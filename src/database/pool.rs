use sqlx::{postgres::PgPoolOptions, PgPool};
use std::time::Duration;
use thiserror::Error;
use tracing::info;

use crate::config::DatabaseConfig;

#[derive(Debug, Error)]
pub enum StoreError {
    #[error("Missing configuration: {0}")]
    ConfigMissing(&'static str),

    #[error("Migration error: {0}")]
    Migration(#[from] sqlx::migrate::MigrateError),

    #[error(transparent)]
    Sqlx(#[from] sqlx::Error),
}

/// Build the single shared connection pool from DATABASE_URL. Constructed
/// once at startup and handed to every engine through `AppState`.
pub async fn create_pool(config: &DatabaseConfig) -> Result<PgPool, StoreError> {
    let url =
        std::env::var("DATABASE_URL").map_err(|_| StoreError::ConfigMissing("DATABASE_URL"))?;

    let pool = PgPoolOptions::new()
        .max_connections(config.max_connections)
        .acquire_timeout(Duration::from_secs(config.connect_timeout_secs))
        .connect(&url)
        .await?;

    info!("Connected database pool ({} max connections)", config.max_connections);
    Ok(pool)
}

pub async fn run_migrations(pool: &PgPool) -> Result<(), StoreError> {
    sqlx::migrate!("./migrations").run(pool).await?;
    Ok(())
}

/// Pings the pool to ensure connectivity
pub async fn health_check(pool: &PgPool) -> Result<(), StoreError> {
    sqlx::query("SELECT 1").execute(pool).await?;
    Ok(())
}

--

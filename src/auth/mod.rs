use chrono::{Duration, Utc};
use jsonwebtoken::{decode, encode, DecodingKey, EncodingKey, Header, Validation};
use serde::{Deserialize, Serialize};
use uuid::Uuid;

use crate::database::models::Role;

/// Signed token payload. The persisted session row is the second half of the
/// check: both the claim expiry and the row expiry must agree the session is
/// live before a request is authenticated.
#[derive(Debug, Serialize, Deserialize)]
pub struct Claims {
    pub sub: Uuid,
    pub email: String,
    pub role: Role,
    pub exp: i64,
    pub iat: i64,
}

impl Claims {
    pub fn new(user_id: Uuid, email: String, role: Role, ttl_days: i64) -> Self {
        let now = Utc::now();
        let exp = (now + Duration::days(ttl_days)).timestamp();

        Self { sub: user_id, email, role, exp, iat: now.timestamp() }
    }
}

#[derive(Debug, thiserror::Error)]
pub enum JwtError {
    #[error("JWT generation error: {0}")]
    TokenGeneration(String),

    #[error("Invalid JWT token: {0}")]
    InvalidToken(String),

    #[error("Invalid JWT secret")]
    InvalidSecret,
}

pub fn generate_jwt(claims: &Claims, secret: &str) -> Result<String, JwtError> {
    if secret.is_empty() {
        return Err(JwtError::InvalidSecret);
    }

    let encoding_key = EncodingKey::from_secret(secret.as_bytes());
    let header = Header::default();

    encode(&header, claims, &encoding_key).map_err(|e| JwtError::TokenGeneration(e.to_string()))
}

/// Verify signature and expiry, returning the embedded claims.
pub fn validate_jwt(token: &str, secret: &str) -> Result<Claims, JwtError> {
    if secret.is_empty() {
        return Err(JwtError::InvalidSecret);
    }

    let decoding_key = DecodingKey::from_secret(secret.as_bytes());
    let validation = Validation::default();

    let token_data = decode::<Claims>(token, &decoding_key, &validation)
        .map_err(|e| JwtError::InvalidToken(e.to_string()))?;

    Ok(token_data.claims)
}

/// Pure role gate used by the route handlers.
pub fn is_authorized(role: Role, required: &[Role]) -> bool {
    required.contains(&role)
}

--

* [THE TASK]:
Go through the entries above and report each line with the string "Serialize" in it.

* [TASK RESPONSE]:
use serde::{Deserialize, Serialize};
#[derive(Debug, Serialize, Deserialize)]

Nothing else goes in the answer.